## TASK
Show the lines below where "threshold" occurs.

## DATA FOR REVIEW
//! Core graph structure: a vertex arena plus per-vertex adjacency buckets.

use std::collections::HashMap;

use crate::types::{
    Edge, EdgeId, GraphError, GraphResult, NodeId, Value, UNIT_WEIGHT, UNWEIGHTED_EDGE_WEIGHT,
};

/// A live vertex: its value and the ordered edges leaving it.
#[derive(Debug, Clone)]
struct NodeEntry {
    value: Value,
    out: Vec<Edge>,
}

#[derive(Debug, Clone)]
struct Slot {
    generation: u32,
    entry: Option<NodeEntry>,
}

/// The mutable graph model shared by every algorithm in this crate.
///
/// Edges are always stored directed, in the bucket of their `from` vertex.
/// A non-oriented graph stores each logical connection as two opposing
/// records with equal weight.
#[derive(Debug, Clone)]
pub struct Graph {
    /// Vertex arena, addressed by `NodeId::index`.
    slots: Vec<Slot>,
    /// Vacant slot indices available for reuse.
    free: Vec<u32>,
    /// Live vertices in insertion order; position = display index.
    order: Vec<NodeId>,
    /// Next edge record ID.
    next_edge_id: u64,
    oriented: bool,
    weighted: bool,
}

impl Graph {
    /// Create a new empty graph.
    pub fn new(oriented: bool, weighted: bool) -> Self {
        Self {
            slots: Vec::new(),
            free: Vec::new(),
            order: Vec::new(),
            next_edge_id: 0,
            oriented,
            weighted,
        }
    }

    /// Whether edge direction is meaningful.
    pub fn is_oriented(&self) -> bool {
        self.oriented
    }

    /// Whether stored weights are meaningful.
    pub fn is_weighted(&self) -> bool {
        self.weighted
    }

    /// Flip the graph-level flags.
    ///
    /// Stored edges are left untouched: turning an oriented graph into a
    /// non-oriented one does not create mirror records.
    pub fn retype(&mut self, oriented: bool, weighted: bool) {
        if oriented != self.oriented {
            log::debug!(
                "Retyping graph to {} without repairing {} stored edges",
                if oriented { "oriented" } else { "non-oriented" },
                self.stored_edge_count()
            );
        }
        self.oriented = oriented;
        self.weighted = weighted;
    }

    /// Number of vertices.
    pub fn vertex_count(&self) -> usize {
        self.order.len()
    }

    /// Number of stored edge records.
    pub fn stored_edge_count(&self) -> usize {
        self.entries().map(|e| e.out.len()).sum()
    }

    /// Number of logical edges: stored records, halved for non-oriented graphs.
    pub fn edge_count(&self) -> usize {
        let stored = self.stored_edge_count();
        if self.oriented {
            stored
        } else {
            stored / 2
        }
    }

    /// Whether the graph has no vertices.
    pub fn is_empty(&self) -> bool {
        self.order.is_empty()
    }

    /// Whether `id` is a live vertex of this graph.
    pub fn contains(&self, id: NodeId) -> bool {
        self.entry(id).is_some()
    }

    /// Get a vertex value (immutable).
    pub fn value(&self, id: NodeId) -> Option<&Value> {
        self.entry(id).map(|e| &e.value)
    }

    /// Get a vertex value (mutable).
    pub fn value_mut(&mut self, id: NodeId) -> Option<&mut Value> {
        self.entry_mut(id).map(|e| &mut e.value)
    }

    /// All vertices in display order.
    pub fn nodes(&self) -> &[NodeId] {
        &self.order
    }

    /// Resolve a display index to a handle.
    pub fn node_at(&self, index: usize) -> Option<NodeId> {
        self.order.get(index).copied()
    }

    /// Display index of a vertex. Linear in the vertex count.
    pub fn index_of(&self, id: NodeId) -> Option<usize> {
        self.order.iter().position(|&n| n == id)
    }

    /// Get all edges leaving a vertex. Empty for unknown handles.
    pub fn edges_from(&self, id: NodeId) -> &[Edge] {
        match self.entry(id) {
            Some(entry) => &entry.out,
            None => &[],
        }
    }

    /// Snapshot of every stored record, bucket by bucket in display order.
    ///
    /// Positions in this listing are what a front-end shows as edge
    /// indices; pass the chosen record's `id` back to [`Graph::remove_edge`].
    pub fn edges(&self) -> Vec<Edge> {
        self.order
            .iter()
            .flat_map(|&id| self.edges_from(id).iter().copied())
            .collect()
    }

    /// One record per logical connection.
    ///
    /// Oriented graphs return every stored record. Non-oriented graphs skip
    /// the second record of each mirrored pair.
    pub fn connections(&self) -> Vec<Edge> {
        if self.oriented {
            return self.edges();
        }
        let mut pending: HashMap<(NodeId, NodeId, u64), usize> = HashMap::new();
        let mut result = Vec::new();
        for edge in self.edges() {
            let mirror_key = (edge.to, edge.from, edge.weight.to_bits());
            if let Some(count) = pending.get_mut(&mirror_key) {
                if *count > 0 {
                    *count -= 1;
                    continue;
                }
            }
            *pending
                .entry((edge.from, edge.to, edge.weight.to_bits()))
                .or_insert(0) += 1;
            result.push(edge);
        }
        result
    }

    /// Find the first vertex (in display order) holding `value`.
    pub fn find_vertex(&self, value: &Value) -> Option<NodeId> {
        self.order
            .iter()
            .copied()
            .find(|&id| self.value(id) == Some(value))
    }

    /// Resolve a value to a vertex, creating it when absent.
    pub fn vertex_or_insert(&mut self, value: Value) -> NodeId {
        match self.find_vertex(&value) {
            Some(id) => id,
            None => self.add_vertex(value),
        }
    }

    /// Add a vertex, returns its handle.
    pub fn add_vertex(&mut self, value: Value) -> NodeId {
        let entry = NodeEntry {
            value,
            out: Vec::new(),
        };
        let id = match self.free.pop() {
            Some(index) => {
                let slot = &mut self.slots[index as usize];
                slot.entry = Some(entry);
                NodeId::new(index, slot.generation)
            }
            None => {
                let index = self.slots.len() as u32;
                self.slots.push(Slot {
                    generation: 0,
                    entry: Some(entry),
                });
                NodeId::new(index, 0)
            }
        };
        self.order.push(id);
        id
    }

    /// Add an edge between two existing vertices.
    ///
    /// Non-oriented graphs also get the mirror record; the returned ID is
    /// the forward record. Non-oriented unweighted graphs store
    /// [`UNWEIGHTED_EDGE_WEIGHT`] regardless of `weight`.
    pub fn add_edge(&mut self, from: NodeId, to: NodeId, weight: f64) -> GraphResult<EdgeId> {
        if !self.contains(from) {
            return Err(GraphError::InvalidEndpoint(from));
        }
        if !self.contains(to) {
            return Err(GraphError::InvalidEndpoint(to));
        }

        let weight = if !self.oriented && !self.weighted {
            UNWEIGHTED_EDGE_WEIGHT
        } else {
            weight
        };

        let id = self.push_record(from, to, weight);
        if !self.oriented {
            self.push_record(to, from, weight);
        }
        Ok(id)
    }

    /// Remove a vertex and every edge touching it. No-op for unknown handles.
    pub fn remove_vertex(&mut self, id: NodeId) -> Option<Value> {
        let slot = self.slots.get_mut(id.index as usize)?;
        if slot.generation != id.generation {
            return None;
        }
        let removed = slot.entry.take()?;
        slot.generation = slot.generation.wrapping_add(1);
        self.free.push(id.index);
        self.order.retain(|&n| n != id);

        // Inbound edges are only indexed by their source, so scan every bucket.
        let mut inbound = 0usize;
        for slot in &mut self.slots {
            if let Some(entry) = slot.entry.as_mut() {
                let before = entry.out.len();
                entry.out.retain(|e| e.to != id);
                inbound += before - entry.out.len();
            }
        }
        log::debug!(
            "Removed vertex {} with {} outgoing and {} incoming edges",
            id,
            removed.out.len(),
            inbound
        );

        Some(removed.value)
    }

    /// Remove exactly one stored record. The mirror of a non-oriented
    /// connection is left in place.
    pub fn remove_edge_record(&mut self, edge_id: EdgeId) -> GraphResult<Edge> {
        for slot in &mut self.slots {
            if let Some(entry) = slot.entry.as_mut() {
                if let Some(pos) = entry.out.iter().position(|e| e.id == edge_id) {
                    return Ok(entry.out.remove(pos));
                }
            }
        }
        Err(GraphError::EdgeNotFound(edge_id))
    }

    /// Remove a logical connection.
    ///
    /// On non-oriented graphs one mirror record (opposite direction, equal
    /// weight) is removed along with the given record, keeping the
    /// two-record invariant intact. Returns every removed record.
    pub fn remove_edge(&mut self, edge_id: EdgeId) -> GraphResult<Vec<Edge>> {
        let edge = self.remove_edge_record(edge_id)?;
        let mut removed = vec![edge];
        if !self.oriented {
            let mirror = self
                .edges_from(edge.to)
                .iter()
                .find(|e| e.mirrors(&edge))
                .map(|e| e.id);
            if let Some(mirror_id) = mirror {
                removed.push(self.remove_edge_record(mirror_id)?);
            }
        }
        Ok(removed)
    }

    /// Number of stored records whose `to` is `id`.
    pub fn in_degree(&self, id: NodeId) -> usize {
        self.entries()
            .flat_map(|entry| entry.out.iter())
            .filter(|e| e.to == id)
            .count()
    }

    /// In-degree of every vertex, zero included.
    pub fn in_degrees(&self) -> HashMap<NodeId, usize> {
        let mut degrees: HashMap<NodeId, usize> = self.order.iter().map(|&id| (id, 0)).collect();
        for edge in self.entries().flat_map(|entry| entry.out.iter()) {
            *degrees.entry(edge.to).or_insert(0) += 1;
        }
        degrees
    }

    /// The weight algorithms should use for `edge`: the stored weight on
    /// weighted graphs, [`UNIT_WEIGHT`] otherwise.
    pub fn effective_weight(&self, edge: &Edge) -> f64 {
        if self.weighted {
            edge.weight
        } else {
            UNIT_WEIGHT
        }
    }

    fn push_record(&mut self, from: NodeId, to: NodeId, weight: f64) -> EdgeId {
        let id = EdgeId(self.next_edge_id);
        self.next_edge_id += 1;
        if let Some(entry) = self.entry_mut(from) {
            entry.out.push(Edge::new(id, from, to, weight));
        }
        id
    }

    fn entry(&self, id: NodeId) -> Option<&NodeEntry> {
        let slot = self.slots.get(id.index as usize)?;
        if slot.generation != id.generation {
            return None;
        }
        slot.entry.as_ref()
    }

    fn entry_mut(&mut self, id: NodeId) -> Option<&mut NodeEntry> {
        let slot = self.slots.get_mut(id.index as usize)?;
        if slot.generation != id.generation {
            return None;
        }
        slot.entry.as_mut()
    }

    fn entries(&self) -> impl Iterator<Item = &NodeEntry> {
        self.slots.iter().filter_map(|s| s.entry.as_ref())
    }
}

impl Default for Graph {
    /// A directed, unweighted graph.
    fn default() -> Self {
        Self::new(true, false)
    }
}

---

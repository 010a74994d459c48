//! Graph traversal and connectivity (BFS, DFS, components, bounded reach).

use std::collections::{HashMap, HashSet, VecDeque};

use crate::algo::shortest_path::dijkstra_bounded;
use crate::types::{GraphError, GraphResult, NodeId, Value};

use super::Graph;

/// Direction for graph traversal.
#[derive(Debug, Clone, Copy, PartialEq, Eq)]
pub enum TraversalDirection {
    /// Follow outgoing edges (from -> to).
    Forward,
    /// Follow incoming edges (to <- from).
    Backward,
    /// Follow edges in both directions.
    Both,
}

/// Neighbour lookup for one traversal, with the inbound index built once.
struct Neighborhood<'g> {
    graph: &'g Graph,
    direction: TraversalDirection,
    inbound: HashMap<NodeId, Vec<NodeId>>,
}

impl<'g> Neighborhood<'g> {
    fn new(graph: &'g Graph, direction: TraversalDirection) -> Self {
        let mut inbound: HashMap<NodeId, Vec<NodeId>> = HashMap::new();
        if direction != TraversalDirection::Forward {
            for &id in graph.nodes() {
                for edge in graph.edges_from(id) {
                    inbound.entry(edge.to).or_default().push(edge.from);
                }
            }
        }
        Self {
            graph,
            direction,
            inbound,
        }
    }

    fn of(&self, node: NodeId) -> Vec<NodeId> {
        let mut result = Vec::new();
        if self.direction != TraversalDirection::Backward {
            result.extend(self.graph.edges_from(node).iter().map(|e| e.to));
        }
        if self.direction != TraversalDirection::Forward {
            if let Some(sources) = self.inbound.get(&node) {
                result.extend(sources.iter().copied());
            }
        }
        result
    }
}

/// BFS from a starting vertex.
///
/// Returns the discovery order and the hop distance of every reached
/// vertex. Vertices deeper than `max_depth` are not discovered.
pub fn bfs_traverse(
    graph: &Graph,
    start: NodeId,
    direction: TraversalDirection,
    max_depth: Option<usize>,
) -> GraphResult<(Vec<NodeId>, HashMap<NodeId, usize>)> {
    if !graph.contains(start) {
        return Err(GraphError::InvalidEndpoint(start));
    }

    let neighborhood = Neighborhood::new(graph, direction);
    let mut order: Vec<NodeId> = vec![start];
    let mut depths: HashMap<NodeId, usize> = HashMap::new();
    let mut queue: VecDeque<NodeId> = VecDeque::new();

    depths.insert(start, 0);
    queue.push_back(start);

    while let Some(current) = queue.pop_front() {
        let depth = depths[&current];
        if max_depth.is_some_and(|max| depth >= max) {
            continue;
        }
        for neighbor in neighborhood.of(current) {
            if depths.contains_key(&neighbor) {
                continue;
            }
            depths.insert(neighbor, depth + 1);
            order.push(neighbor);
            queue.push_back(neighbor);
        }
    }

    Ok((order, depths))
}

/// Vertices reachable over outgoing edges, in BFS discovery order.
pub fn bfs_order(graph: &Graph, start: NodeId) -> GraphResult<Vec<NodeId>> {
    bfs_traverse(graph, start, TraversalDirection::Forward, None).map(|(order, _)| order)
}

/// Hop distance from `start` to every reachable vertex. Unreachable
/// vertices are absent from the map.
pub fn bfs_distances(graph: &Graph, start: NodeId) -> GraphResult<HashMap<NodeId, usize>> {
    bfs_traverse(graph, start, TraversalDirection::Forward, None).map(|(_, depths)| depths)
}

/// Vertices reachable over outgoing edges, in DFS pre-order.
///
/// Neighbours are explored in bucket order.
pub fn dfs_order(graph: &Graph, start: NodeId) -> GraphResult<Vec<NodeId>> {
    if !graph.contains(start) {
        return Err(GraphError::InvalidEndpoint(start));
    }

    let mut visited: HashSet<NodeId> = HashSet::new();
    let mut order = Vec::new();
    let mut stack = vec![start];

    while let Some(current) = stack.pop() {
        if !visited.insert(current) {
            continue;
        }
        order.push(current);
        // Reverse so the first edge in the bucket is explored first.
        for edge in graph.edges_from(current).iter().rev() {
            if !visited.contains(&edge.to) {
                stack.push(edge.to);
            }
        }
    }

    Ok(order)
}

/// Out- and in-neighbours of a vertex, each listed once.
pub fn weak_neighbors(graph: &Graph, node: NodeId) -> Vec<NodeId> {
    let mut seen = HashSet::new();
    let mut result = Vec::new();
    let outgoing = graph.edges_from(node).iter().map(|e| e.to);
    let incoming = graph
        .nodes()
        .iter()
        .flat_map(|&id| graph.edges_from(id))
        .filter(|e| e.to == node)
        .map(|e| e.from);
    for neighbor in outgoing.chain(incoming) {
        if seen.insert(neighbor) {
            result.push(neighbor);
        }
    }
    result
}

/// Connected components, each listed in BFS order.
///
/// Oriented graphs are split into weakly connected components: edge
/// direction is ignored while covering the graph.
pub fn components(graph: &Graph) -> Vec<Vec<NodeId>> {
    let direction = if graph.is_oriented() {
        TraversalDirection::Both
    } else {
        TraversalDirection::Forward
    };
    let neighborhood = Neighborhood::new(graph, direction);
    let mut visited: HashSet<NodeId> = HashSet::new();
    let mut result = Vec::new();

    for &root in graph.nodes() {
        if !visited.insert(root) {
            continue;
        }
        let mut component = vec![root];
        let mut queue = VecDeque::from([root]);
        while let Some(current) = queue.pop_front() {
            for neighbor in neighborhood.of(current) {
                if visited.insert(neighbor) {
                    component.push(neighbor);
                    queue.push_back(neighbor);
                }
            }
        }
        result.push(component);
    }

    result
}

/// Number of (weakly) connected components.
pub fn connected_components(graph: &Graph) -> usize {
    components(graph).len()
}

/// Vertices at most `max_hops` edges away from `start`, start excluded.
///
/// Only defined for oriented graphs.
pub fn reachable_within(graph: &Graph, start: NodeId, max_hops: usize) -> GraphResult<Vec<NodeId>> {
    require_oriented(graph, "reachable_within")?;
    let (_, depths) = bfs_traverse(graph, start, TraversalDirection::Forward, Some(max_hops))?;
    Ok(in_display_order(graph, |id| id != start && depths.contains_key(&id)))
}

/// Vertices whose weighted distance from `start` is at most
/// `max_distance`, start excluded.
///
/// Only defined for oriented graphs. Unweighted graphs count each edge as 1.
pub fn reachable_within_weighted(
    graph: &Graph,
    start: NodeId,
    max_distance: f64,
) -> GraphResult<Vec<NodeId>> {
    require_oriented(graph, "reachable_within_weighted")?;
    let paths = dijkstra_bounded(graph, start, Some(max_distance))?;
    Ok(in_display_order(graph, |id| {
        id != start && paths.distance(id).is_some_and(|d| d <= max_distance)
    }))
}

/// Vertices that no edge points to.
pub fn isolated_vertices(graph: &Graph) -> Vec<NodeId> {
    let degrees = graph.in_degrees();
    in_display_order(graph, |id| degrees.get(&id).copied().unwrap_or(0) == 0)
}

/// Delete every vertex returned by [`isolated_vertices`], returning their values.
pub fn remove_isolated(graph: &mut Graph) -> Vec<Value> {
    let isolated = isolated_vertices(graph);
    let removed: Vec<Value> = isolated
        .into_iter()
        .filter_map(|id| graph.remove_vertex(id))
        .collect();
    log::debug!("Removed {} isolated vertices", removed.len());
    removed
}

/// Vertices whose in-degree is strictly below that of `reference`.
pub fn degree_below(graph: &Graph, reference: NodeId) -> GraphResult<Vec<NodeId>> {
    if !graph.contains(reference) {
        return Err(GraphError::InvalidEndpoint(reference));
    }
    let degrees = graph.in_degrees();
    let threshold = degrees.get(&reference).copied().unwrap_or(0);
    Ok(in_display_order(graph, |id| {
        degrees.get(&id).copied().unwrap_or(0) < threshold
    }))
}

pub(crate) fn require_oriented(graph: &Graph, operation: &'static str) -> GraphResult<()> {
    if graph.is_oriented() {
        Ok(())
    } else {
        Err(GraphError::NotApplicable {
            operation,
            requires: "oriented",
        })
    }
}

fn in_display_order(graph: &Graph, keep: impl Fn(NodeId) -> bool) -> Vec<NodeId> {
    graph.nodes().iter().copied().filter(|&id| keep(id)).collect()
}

--

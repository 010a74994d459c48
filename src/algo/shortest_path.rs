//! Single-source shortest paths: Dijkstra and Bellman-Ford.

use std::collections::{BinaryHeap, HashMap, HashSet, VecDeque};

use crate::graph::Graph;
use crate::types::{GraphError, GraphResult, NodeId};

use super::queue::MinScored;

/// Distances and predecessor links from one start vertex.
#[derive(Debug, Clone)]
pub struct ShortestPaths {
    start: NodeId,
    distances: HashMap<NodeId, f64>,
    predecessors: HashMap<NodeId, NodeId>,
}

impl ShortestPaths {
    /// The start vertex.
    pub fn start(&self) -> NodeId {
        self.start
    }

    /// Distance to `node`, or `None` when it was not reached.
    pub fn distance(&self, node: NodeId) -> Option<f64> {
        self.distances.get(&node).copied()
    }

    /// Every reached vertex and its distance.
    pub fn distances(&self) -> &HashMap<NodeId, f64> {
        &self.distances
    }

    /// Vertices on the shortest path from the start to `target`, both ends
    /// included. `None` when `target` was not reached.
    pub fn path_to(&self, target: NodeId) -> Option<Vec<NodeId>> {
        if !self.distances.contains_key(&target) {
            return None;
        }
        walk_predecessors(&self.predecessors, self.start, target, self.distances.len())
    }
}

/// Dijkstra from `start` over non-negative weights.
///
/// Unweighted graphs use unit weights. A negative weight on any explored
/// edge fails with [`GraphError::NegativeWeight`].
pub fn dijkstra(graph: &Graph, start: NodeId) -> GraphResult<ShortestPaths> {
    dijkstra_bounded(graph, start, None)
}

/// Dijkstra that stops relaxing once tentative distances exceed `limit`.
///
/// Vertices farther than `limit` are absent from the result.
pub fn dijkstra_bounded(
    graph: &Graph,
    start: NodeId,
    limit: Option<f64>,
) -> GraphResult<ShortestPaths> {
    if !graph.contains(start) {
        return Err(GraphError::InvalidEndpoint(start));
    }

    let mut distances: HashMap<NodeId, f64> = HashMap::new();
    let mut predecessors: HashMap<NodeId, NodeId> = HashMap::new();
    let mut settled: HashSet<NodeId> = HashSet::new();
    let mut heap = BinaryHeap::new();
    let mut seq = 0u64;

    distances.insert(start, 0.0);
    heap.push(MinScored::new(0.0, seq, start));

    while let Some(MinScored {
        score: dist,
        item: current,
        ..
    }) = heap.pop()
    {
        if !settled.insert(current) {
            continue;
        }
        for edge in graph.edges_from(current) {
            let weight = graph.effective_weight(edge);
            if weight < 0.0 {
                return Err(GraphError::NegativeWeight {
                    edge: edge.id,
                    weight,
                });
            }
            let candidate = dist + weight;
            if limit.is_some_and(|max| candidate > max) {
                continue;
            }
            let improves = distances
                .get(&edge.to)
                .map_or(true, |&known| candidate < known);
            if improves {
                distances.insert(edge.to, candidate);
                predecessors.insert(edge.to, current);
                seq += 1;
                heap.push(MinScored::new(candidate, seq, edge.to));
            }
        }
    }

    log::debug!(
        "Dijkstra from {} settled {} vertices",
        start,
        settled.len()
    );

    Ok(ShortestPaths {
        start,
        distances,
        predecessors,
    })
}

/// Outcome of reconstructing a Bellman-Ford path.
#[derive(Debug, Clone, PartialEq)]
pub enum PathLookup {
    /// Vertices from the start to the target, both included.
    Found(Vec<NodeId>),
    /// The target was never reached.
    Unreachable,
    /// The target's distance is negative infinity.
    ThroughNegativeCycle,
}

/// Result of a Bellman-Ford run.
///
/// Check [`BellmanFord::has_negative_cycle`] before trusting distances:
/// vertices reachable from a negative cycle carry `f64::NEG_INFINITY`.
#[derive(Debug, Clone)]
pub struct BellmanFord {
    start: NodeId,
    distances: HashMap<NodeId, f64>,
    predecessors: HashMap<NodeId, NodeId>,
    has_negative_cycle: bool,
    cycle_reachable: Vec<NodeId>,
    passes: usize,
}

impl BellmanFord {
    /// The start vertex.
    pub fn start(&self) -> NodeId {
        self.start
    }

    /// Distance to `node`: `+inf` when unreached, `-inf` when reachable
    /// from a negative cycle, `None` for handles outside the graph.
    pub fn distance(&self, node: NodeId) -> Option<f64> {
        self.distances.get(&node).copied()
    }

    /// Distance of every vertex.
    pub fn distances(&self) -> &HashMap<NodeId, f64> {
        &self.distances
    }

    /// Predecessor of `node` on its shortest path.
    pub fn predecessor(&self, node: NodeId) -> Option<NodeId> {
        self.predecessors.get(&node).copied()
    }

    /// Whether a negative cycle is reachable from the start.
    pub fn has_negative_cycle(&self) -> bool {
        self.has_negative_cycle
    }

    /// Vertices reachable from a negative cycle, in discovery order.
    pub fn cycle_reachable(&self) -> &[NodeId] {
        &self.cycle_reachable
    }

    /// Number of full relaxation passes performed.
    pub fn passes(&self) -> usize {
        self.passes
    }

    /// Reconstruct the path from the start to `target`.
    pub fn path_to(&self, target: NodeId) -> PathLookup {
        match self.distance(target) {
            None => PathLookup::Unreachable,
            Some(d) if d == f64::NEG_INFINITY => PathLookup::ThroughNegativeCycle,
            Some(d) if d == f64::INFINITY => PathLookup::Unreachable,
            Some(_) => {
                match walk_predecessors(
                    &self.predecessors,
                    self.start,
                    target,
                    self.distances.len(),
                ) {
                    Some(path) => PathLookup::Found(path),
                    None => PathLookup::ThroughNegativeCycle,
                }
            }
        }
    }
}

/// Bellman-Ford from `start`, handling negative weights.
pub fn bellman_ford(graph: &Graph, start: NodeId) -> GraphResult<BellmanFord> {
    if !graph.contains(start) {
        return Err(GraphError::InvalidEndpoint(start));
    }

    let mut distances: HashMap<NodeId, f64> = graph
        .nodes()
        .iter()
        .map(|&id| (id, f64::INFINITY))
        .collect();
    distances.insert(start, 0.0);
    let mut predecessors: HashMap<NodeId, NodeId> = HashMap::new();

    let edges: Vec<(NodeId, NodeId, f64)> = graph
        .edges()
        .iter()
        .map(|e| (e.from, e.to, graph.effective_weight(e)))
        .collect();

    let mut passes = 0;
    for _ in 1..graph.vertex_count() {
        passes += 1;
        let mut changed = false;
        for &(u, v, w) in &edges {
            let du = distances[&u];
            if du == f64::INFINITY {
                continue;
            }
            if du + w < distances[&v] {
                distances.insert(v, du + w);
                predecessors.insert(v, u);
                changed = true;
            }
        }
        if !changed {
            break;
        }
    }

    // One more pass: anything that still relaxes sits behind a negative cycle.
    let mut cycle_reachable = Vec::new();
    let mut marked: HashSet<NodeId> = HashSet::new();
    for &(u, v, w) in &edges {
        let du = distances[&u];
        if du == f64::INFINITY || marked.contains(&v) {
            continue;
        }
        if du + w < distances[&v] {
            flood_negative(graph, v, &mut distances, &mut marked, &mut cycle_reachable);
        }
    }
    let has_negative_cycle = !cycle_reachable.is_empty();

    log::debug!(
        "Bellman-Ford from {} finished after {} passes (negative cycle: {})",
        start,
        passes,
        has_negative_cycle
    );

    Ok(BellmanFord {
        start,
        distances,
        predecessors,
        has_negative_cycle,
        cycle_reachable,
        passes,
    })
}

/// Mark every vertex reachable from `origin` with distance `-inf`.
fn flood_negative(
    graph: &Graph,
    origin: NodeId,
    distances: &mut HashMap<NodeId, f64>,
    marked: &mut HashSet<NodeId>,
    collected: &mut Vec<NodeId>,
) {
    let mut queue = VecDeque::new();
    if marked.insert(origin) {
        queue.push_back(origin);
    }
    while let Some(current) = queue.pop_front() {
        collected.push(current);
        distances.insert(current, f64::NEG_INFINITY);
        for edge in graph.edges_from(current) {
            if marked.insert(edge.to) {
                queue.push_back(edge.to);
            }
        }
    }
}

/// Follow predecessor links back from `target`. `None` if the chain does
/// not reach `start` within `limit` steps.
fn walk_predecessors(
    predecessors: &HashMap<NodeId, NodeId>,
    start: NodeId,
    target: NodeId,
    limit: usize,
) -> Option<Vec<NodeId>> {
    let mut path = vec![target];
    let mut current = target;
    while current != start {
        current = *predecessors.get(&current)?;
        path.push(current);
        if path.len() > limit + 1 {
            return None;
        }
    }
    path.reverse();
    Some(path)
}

## TASK RESULT
    let threshold = degrees.get(&reference).copied().unwrap_or(0);
        degrees.get(&id).copied().unwrap_or(0) < threshold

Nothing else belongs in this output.